Check the records below for the word "PgCatalog" and state how many lines contain it, replying with the number only.

(Dataset entries)
+ + + + + + +
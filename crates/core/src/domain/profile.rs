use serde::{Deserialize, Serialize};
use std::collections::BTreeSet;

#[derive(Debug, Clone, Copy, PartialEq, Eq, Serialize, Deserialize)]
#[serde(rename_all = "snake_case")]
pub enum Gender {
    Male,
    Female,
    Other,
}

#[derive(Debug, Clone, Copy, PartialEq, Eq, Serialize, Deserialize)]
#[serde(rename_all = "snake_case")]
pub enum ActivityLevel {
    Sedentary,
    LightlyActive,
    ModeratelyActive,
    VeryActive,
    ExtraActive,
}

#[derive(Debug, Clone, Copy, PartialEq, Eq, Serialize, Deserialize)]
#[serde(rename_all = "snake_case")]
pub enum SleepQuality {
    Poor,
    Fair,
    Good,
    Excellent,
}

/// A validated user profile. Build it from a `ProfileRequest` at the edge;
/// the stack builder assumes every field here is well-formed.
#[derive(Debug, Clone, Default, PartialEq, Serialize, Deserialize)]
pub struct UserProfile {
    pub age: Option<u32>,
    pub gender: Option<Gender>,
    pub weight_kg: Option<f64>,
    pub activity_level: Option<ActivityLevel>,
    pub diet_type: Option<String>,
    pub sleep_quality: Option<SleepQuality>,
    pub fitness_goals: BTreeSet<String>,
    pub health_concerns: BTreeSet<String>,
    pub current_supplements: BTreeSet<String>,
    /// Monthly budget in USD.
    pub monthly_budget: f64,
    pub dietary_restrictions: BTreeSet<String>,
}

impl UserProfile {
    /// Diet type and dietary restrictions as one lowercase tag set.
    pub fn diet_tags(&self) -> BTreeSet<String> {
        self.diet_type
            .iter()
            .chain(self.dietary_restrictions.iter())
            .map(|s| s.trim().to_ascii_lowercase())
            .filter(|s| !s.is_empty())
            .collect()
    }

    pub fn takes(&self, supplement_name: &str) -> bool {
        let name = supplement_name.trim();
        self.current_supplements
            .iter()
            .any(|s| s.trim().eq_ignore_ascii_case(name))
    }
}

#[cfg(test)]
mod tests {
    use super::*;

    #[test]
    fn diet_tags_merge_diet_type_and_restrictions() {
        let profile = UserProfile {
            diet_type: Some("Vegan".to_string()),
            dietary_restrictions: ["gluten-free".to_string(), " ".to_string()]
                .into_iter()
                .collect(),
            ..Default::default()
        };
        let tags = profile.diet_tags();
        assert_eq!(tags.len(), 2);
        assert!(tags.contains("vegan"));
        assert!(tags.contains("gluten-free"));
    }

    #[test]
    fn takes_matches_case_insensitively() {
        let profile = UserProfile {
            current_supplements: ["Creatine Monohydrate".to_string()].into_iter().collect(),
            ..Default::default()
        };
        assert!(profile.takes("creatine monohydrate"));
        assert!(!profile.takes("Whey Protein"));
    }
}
+ + + + + + +
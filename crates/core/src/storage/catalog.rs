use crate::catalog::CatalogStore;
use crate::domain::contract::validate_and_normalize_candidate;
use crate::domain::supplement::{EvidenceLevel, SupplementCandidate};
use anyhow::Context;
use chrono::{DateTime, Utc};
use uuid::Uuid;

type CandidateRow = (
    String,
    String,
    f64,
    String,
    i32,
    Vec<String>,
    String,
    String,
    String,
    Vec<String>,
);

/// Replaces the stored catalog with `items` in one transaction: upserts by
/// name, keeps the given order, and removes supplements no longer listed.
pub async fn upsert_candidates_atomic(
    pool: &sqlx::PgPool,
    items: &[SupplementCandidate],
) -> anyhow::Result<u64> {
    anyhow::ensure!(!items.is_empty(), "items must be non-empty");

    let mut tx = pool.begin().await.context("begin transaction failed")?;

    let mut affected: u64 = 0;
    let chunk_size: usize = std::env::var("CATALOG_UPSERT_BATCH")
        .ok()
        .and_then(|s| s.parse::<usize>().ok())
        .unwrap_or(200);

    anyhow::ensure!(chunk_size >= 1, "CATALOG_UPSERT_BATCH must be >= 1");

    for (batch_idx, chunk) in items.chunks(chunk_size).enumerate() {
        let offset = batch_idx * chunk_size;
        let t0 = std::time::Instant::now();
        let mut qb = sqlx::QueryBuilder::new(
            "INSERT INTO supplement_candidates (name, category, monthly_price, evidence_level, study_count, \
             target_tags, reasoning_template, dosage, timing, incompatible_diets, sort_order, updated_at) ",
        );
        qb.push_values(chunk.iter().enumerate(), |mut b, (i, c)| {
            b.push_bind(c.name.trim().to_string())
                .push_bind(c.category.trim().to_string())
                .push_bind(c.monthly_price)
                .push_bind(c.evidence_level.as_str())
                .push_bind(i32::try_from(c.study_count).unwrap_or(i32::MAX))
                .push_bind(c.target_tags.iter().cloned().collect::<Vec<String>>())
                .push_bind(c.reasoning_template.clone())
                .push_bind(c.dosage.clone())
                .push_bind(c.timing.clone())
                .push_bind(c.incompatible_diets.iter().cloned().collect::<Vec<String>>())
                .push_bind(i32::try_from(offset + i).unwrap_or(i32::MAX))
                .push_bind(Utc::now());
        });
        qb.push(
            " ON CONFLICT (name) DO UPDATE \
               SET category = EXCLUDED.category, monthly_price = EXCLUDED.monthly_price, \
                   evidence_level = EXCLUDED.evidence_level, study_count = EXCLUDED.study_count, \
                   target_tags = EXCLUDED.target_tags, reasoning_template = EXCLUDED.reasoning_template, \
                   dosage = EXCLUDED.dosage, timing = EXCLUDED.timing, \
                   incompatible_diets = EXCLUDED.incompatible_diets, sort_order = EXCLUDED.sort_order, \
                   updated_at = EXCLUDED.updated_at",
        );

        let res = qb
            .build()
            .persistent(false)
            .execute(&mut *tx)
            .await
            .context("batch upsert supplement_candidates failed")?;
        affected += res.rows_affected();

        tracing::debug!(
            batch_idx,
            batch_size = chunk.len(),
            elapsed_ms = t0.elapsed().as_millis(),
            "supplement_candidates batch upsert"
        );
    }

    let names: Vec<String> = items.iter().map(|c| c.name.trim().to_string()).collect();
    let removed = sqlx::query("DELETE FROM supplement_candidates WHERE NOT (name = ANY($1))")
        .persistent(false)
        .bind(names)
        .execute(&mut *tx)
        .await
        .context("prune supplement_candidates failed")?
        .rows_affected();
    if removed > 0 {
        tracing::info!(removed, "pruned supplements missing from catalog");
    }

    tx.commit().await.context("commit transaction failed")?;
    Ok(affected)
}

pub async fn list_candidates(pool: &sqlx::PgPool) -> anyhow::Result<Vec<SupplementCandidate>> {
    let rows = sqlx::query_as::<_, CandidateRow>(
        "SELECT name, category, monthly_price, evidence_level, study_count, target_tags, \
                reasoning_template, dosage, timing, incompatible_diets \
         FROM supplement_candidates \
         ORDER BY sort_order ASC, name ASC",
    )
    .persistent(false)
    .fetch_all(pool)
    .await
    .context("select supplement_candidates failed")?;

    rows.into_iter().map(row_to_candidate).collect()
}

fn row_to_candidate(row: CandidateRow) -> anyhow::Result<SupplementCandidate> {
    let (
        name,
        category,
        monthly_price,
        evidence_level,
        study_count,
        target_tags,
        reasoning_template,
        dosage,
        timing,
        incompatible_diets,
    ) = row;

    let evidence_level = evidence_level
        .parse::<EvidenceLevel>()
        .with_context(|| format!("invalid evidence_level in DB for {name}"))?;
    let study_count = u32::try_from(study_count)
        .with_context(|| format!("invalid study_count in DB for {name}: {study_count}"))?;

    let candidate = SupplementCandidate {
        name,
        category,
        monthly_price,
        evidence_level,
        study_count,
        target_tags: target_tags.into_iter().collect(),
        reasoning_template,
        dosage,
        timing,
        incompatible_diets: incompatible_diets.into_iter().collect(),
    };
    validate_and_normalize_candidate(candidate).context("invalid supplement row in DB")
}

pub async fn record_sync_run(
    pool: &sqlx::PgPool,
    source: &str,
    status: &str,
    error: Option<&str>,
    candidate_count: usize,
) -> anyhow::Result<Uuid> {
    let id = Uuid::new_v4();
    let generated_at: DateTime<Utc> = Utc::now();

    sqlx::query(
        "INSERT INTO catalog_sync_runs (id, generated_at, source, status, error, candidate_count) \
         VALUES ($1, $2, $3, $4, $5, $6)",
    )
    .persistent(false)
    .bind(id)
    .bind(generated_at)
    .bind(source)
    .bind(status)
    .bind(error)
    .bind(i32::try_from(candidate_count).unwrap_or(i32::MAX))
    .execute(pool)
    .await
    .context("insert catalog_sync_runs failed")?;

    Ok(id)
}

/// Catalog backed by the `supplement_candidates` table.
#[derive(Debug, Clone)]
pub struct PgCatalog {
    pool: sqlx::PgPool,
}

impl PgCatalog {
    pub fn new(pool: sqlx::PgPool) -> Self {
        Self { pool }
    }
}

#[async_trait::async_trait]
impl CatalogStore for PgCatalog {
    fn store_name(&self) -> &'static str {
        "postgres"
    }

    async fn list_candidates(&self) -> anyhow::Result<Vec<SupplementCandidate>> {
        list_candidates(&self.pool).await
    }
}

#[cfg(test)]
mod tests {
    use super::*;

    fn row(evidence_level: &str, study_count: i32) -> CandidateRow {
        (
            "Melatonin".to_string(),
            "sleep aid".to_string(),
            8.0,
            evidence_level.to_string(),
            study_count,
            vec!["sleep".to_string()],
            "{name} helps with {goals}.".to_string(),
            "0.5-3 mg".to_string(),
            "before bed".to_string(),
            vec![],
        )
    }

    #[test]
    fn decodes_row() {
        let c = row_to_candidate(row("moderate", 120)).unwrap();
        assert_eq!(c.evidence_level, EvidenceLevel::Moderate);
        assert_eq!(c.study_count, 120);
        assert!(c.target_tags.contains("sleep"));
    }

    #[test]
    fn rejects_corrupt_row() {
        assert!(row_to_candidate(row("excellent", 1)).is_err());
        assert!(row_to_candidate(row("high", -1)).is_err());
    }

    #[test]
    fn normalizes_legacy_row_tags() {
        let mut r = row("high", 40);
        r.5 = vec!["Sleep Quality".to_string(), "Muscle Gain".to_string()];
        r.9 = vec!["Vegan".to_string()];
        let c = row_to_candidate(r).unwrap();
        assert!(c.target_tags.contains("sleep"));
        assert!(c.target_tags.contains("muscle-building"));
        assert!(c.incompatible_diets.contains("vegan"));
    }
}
+ + + + + + +
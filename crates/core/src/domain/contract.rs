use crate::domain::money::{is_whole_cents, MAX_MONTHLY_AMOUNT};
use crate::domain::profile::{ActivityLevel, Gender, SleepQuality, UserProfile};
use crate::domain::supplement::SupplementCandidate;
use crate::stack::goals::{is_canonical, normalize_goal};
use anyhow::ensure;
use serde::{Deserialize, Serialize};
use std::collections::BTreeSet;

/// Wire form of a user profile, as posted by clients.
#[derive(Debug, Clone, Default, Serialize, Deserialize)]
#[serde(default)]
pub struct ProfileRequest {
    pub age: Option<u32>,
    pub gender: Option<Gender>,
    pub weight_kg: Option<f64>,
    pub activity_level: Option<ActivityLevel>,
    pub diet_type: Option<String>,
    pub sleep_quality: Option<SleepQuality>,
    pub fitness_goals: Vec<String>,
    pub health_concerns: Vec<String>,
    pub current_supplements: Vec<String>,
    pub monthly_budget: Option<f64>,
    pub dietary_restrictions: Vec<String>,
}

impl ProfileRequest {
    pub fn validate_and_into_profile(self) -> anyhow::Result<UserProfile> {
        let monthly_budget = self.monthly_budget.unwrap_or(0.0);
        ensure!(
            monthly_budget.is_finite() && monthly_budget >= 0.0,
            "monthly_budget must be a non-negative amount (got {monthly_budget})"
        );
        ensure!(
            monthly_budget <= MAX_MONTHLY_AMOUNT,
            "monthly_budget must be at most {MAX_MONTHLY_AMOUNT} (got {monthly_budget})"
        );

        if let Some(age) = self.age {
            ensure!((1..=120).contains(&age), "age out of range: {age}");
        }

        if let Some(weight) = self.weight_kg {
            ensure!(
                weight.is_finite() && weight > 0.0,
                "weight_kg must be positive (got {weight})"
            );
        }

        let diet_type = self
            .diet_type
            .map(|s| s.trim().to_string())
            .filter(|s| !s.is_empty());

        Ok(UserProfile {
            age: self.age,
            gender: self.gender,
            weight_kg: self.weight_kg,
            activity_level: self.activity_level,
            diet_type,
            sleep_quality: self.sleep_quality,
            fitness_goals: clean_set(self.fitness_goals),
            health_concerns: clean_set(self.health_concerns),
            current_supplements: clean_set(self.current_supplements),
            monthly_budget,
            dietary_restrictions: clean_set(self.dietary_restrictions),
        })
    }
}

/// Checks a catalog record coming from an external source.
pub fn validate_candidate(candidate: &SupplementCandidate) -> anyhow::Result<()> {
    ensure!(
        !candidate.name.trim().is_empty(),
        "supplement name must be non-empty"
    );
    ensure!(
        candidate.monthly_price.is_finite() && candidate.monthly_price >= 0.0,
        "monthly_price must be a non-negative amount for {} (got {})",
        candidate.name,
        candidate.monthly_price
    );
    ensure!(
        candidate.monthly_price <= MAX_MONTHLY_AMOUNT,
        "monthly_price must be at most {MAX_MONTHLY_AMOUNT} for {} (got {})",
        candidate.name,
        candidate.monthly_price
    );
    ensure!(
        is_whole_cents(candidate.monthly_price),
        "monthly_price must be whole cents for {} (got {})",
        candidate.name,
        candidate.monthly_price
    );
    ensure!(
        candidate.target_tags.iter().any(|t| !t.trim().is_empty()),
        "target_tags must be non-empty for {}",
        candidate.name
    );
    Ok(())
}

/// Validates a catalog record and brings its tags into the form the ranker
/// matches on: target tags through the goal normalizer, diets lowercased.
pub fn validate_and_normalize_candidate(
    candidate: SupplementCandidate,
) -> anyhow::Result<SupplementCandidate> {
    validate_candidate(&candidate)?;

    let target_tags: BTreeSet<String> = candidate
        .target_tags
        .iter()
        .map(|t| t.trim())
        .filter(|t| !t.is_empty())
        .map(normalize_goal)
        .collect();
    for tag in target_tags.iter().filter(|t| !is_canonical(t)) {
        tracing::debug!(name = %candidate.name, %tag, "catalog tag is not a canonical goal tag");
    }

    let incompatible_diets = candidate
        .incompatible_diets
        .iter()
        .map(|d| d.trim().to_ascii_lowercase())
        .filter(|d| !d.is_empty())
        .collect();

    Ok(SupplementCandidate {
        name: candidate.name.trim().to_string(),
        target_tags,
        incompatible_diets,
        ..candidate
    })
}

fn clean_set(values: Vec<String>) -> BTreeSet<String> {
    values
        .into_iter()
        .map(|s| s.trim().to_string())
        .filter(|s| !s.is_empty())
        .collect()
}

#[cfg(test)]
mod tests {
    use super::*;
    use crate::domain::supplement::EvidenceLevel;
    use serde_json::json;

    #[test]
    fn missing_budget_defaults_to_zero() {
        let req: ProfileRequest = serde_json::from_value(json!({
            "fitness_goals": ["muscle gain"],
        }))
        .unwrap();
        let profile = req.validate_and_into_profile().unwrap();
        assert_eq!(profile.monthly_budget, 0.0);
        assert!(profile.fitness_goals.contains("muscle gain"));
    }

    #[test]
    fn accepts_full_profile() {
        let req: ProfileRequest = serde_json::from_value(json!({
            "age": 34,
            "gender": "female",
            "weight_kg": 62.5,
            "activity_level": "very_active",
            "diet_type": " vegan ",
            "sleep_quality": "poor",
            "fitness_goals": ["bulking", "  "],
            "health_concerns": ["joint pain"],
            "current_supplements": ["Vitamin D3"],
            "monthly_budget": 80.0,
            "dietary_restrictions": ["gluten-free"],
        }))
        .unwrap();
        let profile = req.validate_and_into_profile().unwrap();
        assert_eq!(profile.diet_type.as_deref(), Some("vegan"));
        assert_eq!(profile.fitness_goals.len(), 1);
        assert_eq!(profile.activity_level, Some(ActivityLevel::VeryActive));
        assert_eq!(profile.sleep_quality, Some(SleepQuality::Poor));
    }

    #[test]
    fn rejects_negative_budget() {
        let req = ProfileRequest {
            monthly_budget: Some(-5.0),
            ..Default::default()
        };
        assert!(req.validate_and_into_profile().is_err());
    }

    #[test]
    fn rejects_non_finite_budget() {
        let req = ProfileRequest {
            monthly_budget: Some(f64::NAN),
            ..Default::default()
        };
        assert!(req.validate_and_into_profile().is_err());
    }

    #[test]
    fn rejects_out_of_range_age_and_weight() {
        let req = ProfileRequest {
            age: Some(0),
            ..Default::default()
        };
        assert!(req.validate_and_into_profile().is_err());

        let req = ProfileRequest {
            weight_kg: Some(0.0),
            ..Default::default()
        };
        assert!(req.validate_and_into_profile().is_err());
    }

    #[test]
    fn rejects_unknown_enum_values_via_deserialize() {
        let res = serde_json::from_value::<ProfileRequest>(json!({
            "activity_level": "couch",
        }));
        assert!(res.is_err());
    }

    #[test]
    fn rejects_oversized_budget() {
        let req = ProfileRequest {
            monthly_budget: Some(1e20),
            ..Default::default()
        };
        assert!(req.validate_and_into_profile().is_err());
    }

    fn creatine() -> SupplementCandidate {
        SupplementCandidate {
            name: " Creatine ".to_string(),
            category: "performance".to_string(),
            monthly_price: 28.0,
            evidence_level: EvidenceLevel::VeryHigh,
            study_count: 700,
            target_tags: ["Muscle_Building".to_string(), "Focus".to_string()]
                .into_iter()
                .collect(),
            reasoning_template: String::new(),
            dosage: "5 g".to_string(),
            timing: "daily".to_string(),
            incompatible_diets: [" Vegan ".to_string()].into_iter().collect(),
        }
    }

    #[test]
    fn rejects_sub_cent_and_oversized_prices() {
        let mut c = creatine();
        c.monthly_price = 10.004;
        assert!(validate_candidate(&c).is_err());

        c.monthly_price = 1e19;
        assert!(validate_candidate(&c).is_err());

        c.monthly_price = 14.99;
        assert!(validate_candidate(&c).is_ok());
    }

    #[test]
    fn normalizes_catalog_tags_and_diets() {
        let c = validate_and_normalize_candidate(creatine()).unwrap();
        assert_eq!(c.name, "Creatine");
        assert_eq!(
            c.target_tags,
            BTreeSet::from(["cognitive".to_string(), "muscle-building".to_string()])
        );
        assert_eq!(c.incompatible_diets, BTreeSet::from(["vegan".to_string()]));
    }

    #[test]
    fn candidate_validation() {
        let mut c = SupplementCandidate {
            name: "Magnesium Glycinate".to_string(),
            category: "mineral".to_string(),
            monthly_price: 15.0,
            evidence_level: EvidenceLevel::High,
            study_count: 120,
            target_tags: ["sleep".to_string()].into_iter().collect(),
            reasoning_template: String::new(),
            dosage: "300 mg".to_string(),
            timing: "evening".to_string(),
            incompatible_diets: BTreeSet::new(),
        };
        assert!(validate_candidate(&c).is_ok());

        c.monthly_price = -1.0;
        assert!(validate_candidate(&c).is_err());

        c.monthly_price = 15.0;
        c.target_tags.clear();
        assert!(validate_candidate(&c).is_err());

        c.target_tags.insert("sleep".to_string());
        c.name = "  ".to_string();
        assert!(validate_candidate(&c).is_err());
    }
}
+ + + + + + +
## RESULT
3